Are You Feeding Birdseed to Your Cat?
This piece is the first of what will be monthly contributions to the Drucker Exchange by Brand Velocity, an Atlanta-based consulting firm that is putting Peter Drucker’s ideas into practice at major corporations.
You may have heard the (hopefully untrue) story of the little boy caught feeding birdseed to his cat. When asked why, he replied that it was because that was where his canary was.
This story can be applied to successful innovation. Peter Drucker taught us that innovation is the only true source of profits, and requires simultaneously doing new work, doing current work better and stopping work that should no longer be continued. It is the opposite of feeding birdseed to struggling, or more-than-struggling, canaries. Doing all three things at the same time is the foundation for sustainable reinvention.
As the result of these three actions, value can be systematically created by serving current customer needs better and improving products and services over time.
There are many innovation success stories. One is Trader Joe’s. The grocery chain not only has cachet; it offers good value and a unique experience selling its array of products to satisfy the distinct tastes of its customers. It achieves this by constantly adding items to—and cutting items from—its inventory. Innovation is a staple at Trader Joe’s, and the company has made its reputation by making shopping for food a cultural event.

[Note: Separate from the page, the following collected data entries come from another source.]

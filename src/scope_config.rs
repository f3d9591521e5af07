use serde::{Deserialize, Serialize};
use std::collections::BTreeMap;
use std::fmt;
use std::str::FromStr;

/// Configuration values the instrument refuses.
///
/// Every enumerated option below is a closed set; the spellings are the
/// exact strings the WaveSurfer VBS interface accepts.
#[derive(Debug, thiserror::Error)]
pub enum ConfigError {
    #[error("'{value}' is not a valid option for {field}")]
    InvalidOption { field: &'static str, value: String },
}

/// The four acquisition channels of the WaveSurfer.
#[derive(Debug, Clone, Copy, PartialEq, Eq, PartialOrd, Ord, Serialize, Deserialize)]
pub enum ChannelId {
    C1,
    C2,
    C3,
    C4,
}

impl ChannelId {
    pub const ALL: [Self; 4] = [Self::C1, Self::C2, Self::C3, Self::C4];

    pub fn as_str(&self) -> &'static str {
        match self {
            Self::C1 => "C1",
            Self::C2 => "C2",
            Self::C3 => "C3",
            Self::C4 => "C4",
        }
    }
}

impl fmt::Display for ChannelId {
    fn fmt(&self, f: &mut fmt::Formatter<'_>) -> fmt::Result {
        f.write_str(self.as_str())
    }
}

impl FromStr for ChannelId {
    type Err = ConfigError;

    fn from_str(s: &str) -> Result<Self, Self::Err> {
        match s {
            "C1" => Ok(Self::C1),
            "C2" => Ok(Self::C2),
            "C3" => Ok(Self::C3),
            "C4" => Ok(Self::C4),
            _ => Err(ConfigError::InvalidOption {
                field: "channel",
                value: s.to_string(),
            }),
        }
    }
}

/// Channel bandwidth limitation.
#[derive(Debug, Clone, Copy, PartialEq, Eq, Serialize, Deserialize)]
pub enum Bandwidth {
    #[serde(rename = "Full")]
    Full,
    #[serde(rename = "20MHz")]
    Limit20Mhz,
}

impl Bandwidth {
    pub fn as_str(&self) -> &'static str {
        match self {
            Self::Full => "Full",
            Self::Limit20Mhz => "20MHz",
        }
    }
}

impl FromStr for Bandwidth {
    type Err = ConfigError;

    fn from_str(s: &str) -> Result<Self, Self::Err> {
        match s {
            "Full" => Ok(Self::Full),
            "20MHz" => Ok(Self::Limit20Mhz),
            _ => Err(ConfigError::InvalidOption {
                field: "bandwidth",
                value: s.to_string(),
            }),
        }
    }
}

/// Channel input coupling.
#[derive(Debug, Clone, Copy, PartialEq, Eq, Serialize, Deserialize)]
pub enum Coupling {
    #[serde(rename = "AC1M")]
    Ac1M,
    #[serde(rename = "DC1M")]
    Dc1M,
    #[serde(rename = "DC50")]
    Dc50,
    #[serde(rename = "Gnd")]
    Gnd,
}

impl Coupling {
    pub fn as_str(&self) -> &'static str {
        match self {
            Self::Ac1M => "AC1M",
            Self::Dc1M => "DC1M",
            Self::Dc50 => "DC50",
            Self::Gnd => "Gnd",
        }
    }
}

impl FromStr for Coupling {
    type Err = ConfigError;

    fn from_str(s: &str) -> Result<Self, Self::Err> {
        match s {
            "AC1M" => Ok(Self::Ac1M),
            "DC1M" => Ok(Self::Dc1M),
            "DC50" => Ok(Self::Dc50),
            "Gnd" => Ok(Self::Gnd),
            _ => Err(ConfigError::InvalidOption {
                field: "coupling",
                value: s.to_string(),
            }),
        }
    }
}

/// Enhanced-resolution digital filter (bits of averaging).
#[derive(Debug, Clone, Copy, PartialEq, Eq, Serialize, Deserialize)]
pub enum EnhanceRes {
    #[serde(rename = "None")]
    None,
    #[serde(rename = "0.5bits")]
    HalfBit,
    #[serde(rename = "1bits")]
    OneBit,
    #[serde(rename = "1.5bits")]
    OneAndHalfBits,
    #[serde(rename = "2bits")]
    TwoBits,
    #[serde(rename = "2.5bits")]
    TwoAndHalfBits,
    #[serde(rename = "3bits")]
    ThreeBits,
}

impl EnhanceRes {
    pub fn as_str(&self) -> &'static str {
        match self {
            Self::None => "None",
            Self::HalfBit => "0.5bits",
            Self::OneBit => "1bits",
            Self::OneAndHalfBits => "1.5bits",
            Self::TwoBits => "2bits",
            Self::TwoAndHalfBits => "2.5bits",
            Self::ThreeBits => "3bits",
        }
    }
}

impl FromStr for EnhanceRes {
    type Err = ConfigError;

    fn from_str(s: &str) -> Result<Self, Self::Err> {
        match s {
            "None" => Ok(Self::None),
            "0.5bits" => Ok(Self::HalfBit),
            "1bits" => Ok(Self::OneBit),
            "1.5bits" => Ok(Self::OneAndHalfBits),
            "2bits" => Ok(Self::TwoBits),
            "2.5bits" => Ok(Self::TwoAndHalfBits),
            "3bits" => Ok(Self::ThreeBits),
            _ => Err(ConfigError::InvalidOption {
                field: "filter",
                value: s.to_string(),
            }),
        }
    }
}

/// Edge trigger slope selection.
#[derive(Debug, Clone, Copy, PartialEq, Eq, Serialize, Deserialize)]
pub enum TriggerEdge {
    Either,
    Negative,
    Positive,
    Window,
}

impl TriggerEdge {
    pub fn as_str(&self) -> &'static str {
        match self {
            Self::Either => "Either",
            Self::Negative => "Negative",
            Self::Positive => "Positive",
            Self::Window => "Window",
        }
    }
}

impl FromStr for TriggerEdge {
    type Err = ConfigError;

    fn from_str(s: &str) -> Result<Self, Self::Err> {
        match s {
            "Either" => Ok(Self::Either),
            "Negative" => Ok(Self::Negative),
            "Positive" => Ok(Self::Positive),
            "Window" => Ok(Self::Window),
            _ => Err(ConfigError::InvalidOption {
                field: "trigger edge",
                value: s.to_string(),
            }),
        }
    }
}

/// Trigger path coupling.
#[derive(Debug, Clone, Copy, PartialEq, Eq, Serialize, Deserialize)]
pub enum TriggerCoupling {
    #[serde(rename = "AC")]
    Ac,
    #[serde(rename = "DC")]
    Dc,
    #[serde(rename = "HFREJ")]
    HighFreqReject,
    #[serde(rename = "LFREJ")]
    LowFreqReject,
}

impl TriggerCoupling {
    pub fn as_str(&self) -> &'static str {
        match self {
            Self::Ac => "AC",
            Self::Dc => "DC",
            Self::HighFreqReject => "HFREJ",
            Self::LowFreqReject => "LFREJ",
        }
    }
}

impl FromStr for TriggerCoupling {
    type Err = ConfigError;

    fn from_str(s: &str) -> Result<Self, Self::Err> {
        match s {
            "AC" => Ok(Self::Ac),
            "DC" => Ok(Self::Dc),
            "HFREJ" => Ok(Self::HighFreqReject),
            "LFREJ" => Ok(Self::LowFreqReject),
            _ => Err(ConfigError::InvalidOption {
                field: "trigger coupling",
                value: s.to_string(),
            }),
        }
    }
}

/// Timebase and sample-storage settings.
#[derive(Debug, Clone, PartialEq, Serialize, Deserialize)]
pub struct TimebaseConfig {
    /// Seconds per division.
    pub div: f64,
    /// Horizontal offset origin, in divisions.
    pub offset_origin: f64,
    /// Horizontal offset, in seconds.
    pub offset: f64,
    /// Maximum number of samples to store.
    pub max_samples: f64,
}

/// Per-channel acquisition settings.
#[derive(Debug, Clone, PartialEq, Serialize, Deserialize)]
pub struct ChannelConfig {
    pub bandwidth: Bandwidth,
    pub coupling: Coupling,
    pub filter: EnhanceRes,
    pub invert: bool,
    /// Deskew, in seconds.
    pub skew: f64,
    /// Probe attenuation factor.
    pub attenuation: f64,
    /// Volts per division.
    pub div: f64,
    /// Vertical offset, in volts.
    pub offset: f64,
}

/// Edge trigger settings.
#[derive(Debug, Clone, PartialEq, Serialize, Deserialize)]
pub struct TriggerSettings {
    /// The channel the trigger listens on.
    pub channel: ChannelId,
    pub edge: TriggerEdge,
    pub coupling: TriggerCoupling,
    /// Trigger level, in volts.
    pub level: f64,
    /// Window size for window triggers, in volts.
    pub window: f64,
}

/// Complete acquisition setup: timebase, channels, and trigger.
///
/// Channels are keyed by [`ChannelId`] in a `BTreeMap` so the configuration
/// command stream is emitted in a deterministic order.
#[derive(Debug, Clone, PartialEq, Serialize, Deserialize)]
pub struct ScopeConfig {
    pub time: TimebaseConfig,
    pub channel: BTreeMap<ChannelId, ChannelConfig>,
    pub trigger: TriggerSettings,
}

The Coca-Cola system has also practiced Drucker-like innovation over the past few years. Coca-Cola Enterprises discontinued its U.S. bottling operations, the Coca-Cola Co. integrated those assets with its North American unit to make improvements, and through its non-carbonated acquisitions and creation of a new FreeStyle fountain platform, added new products and services that were needed by its customers. It has truly innovated the Drucker way by stopping, improving and starting—all at the same time.
So, what can be learned at your company? Through Drucker-based reinvention, your company will benefit from translating your vision into a clear direction that customers can see, a focused product and service offering that customers prefer, an efficient operating system that customers depend upon, and meaningful human relationships that customers trust.
The key to success? Don’t feed birdseed to your cat. It’s much better to innovate the Drucker way by stopping what’s not working, building upon what is, and creating new products and services that your customers are asking for.